Zu Kreuze kriechen

Paranoia In "Schatten auf Hollywood" zeichnet Frank Niess noch einmal die bleiernen Jahre des McCarthyismus in Amerika nach

Mit dem Ruf It´s time for a change gewann Bill Clinton seinen ersten Wahlkampf gegen George Bush senior, doch mit und nach ihm hat sich der Wechsel ohne Wandel eingebürgert, der Austausch des politischen Personals, das nur aus Pflichtbewusstsein heraus von der Notwendigkeit und dem Nutzen einer neuen Regierung spricht. Aber das sollte nicht den Sinn trüben für reale, überraschende wie erklärungsbedürftige Veränderungen in Politik und Gesellschaft.

Einer der auffälligsten war im 20. Jahrhundert die Kehrtwende vom New Deal zum McCarthyismus. Die Geschichte, wie es gelang, den gesellschaftlichen Konsens über eine einigermaßen gerechte Verteilung des gesellschaftlichen Reichtums durch eine pathologische Verschwörungstheorie zu verdrängen, wird in Zeiten des Patriot Act und aktueller Pathologien wieder erinnert.

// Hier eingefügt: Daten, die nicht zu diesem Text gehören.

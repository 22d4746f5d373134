//! `POST /ask`: forwards a question to the process chat session.
//!
//! Shared by every service that mounts it; the router state only needs to
//! yield an `Arc<ChatSession>` through `FromRef`.

use crate::error::AppError;
use crate::genai::ChatSession;
use axum::{Json, extract::State};
use serde::{Deserialize, Serialize};
use std::sync::Arc;

#[derive(Debug, Deserialize)]
pub struct AskRequest {
    pub question: Option<String>,
}

#[derive(Debug, Serialize, Deserialize)]
pub struct AskResponse {
    pub question: String,
    pub response: String,
}

pub async fn ask(
    State(session): State<Arc<ChatSession>>,
    payload: Option<Json<AskRequest>>,
) -> Result<Json<AskResponse>, AppError> {
    let question = payload
        .and_then(|Json(body)| body.question)
        .filter(|q| !q.trim().is_empty())
        .ok_or_else(|| AppError::bad_request("No question provided"))?;

    let response = session.send_message(&question).await.map_err(|e| {
        tracing::error!(error = %e, "Chat session request failed");
        AppError::from(e)
    })?;

    Ok(Json(AskResponse { question, response }))
}

#[cfg(test)]
mod tests {
    use super::*;
    use crate::genai::mock::MockTextProvider;
    use axum::{
        Router,
        body::{Body, to_bytes},
        http::{Request, StatusCode, header},
        routing::post,
    };
    use tower::ServiceExt;

    fn router(enabled: bool) -> Router {
        let session = Arc::new(ChatSession::new(Arc::new(MockTextProvider::new(enabled))));
        Router::new().route("/ask", post(ask)).with_state(session)
    }

    fn json_request(body: &str) -> Request<Body> {
        Request::builder()
            .method("POST")
            .uri("/ask")
            .header(header::CONTENT_TYPE, "application/json")
            .body(Body::from(body.to_string()))
            .unwrap()
    }

    async fn body_json(response: axum::response::Response) -> serde_json::Value {
        let bytes = to_bytes(response.into_body(), usize::MAX).await.unwrap();
        serde_json::from_slice(&bytes).unwrap()
    }

    #[tokio::test]
    async fn missing_question_is_a_bad_request() {
        let response = router(true).oneshot(json_request("{}")).await.unwrap();

        assert_eq!(response.status(), StatusCode::BAD_REQUEST);
        let body = body_json(response).await;
        assert_eq!(body["error"], "No question provided");
    }

    #[tokio::test]
    async fn non_json_body_is_a_bad_request() {
        let request = Request::builder()
            .method("POST")
            .uri("/ask")
            .body(Body::from("question=hi"))
            .unwrap();

        let response = router(true).oneshot(request).await.unwrap();

        assert_eq!(response.status(), StatusCode::BAD_REQUEST);
    }

    #[tokio::test]
    async fn question_is_answered_with_streamed_reply() {
        let response = router(true)
            .oneshot(json_request(r#"{"question": "What is Rust?"}"#))
            .await
            .unwrap();

        assert_eq!(response.status(), StatusCode::OK);
        let body = body_json(response).await;
        assert_eq!(body["question"], "What is Rust?");
        assert_eq!(body["response"], "Mock streaming response for: What is Rust?");
    }

    #[tokio::test]
    async fn upstream_failure_is_a_server_error() {
        let response = router(false)
            .oneshot(json_request(r#"{"question": "hi"}"#))
            .await
            .unwrap();

        assert_eq!(response.status(), StatusCode::BAD_GATEWAY);
        let body = body_json(response).await;
        assert!(body["error"].as_str().unwrap().contains("not enabled"));
    }
}
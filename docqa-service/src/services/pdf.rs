//! Best-effort PDF text extraction.
//!
//! Failures never reach the client: an unreadable document simply has no text.

use anyhow::Context;

/// Extracts the text of every page, in page order.
pub fn extract_pages(bytes: &[u8]) -> anyhow::Result<Vec<String>> {
    pdf_extract::extract_text_from_mem_by_pages(bytes)
        .map_err(|e| anyhow::anyhow!("{:?}", e))
        .context("failed to extract text from PDF bytes using pdf-extract")
}

/// Concatenated page text of `bytes`, or an empty string if the PDF cannot be read.
///
/// Parsing runs on the blocking pool; a panic inside the parser is treated like
/// any other extraction failure.
pub async fn extract_text(file_name: &str, bytes: Vec<u8>) -> String {
    let result = tokio::task::spawn_blocking(move || extract_pages(&bytes)).await;

    match result {
        Ok(Ok(pages)) => {
            tracing::debug!(file_name, page_count = pages.len(), "Extracted PDF text");
            pages.concat()
        }
        Ok(Err(e)) => {
            tracing::warn!(file_name, error = %format!("{:#}", e), "PDF text extraction failed");
            String::new()
        }
        Err(e) => {
            tracing::warn!(file_name, error = %e, "PDF text extraction aborted");
            String::new()
        }
    }
}

/// Returns true if the bytes start with the PDF magic header.
pub fn looks_like_pdf(head: &[u8]) -> bool {
    head.starts_with(b"%PDF-")
}
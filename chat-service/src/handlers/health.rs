use axum::{response::IntoResponse, Json};
use serde_json::json;

pub async fn health_check() -> impl IntoResponse {
    Json(json!({
        "status": "ok",
        "service": "chat-service",
        "version": env!("CARGO_PKG_VERSION")
    }))
}
pub mod config;
pub mod handlers;
pub mod startup;
pub mod document;

pub use document::{DocumentRecord, QaPair};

In seinem Buch Schatten auf Hollywood verzichtet Frank Niess auf vieles. Die Ursachen des McCarthyismus, seine politische Durchsetzung und sozialhistorische Bedeutung streift er nur kurz. Das kann in der einschlägigen historischen Literatur oder den Lebenserinnerungen von Gore Vidal oder Arthur Miller nachgelesen werden. Niess verfährt weitgehend deskriptiv und konzentriert sich auf eine genaue Darstellung, wie Kulturschaffende, Schauspieler, Schriftsteller, Drehbuchautoren malträtiert wurden. Gore Vidal lässt in seinem Buch über das Goldene Zeitalter eine Figur witzeln, auch der Dentalbereich in der Armee sei kommunistisch unterwandert und bedürfe besonderen Augenmerks, und er übertreibt dabei nicht einmal.

Im Mittelpunkt der Verdächtigungen standen die in den Kulturindustrien Beschäftigten, die zum Beispiel in Kinofilmen lachende Russen darboten und damit den American way of life unterwanderten. Diese dunkle Periode der amerikanischen Geschichte wird zwar nach dem Senator Joseph McCarthy benannt, aber da dieser erst spät auf den rollenden Zug aufsprang und auch in den großen Schauverhören des Komitees für unamerikanische Aktivitäten nicht involviert war, verfolgt Niess viel stärker das Wirken von J. Edgar Hoover, der 48 Jahre lang, von 1924 bis zu seinem Tod 1972, das FBI leitete; McCarthy wäre ohne Hoover nicht möglich gewesen, schreibt Niess, und bereits eine Kurzfassung einiger Lebensstationen untermauert seine These.

Schon früh sichtete Hoover den späteren Staatsfeind und legte seit 1917 seine berüchtigten Dossiers über Linke aller Schattierungen an. Als FBI-Direktor, und zwar auch und sogar explizit gefördert von F. D. Roosevelt, der in Philip Roths letztem Roman Verschwörung gegen Amerika wie in vielen anderen New Deal-Verklärungen ikonisiert wird, legte er den Grundstein für die späteren Exzesse. Der Einzige, der dem allgewaltigen Direktor Paroli bot, war der Mafioso Meyer Lanski, der geschont werden musste, weil er Fotos besaß, die Hoovers Homosexualität bewiesen. Hoover seinerseits, so berichtet Gore Vidal in seinen Memoiren, erpresste die Brüder Robert und John F. Kennedy, wobei der Vollständigkeit halber zu erwähnen ist, dass Robert Kennedy ein Zögling von Joseph McCarthy war.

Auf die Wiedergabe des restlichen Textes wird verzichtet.